--- RECORDED DATA ---

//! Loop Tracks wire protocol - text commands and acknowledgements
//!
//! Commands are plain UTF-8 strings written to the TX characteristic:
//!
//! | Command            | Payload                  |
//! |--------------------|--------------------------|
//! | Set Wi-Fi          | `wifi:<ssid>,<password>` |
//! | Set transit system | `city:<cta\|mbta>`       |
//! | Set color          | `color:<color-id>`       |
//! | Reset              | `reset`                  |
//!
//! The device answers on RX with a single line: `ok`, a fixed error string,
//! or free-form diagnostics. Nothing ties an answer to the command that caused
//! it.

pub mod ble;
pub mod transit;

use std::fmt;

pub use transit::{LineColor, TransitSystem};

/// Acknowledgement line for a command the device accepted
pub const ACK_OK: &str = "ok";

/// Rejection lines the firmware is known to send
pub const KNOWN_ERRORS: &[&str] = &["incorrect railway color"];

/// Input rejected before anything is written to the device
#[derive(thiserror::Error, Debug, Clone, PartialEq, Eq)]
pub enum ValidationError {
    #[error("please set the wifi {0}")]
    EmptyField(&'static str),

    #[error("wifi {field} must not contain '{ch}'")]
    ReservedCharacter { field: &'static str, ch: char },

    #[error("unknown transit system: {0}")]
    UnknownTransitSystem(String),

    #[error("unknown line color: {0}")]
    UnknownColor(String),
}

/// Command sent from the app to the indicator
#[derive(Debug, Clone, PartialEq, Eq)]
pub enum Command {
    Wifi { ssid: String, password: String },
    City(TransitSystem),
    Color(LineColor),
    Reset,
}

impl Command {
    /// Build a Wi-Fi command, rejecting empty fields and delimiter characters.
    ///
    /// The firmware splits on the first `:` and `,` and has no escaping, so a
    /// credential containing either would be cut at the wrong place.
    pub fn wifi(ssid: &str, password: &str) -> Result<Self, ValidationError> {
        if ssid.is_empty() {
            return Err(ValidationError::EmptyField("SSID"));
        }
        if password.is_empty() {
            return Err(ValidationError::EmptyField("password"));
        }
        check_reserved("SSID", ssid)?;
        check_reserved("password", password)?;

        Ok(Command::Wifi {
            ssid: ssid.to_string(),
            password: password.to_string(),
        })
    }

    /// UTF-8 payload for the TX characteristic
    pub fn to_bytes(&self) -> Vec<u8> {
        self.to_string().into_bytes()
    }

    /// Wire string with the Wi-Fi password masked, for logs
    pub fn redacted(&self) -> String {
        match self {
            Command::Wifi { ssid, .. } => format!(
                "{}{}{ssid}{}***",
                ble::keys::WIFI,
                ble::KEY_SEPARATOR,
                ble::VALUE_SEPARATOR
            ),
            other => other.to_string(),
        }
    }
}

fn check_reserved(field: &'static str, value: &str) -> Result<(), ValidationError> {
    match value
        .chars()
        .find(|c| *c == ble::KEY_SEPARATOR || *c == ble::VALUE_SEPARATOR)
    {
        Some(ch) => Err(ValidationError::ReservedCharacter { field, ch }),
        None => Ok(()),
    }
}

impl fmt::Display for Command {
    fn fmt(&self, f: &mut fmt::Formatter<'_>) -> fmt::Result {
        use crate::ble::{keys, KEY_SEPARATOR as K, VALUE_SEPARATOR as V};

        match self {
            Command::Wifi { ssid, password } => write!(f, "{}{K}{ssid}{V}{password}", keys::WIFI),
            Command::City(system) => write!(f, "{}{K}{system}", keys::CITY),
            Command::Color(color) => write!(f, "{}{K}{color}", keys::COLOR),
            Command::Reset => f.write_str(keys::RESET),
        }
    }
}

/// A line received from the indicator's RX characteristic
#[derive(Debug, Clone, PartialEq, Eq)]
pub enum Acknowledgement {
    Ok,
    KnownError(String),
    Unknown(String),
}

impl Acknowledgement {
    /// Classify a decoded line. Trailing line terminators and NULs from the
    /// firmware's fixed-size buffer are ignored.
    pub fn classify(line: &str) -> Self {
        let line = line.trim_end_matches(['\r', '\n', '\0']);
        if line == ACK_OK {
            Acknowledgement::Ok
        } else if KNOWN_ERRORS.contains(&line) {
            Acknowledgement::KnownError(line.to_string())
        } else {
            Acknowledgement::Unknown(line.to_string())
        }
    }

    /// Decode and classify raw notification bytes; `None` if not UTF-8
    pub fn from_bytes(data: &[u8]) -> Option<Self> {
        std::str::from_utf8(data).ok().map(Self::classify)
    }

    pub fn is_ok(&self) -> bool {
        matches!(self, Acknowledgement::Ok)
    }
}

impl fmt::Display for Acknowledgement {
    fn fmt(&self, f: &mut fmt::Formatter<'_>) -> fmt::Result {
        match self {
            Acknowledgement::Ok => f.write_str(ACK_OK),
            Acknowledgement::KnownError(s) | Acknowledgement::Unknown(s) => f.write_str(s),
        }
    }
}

---

EXERCISE GOAL:
Copy out, from the records above, every line that holds the string "indicator".

THE ANSWER:
/// Command sent from the app to the indicator
/// A line received from the indicator's RX characteristic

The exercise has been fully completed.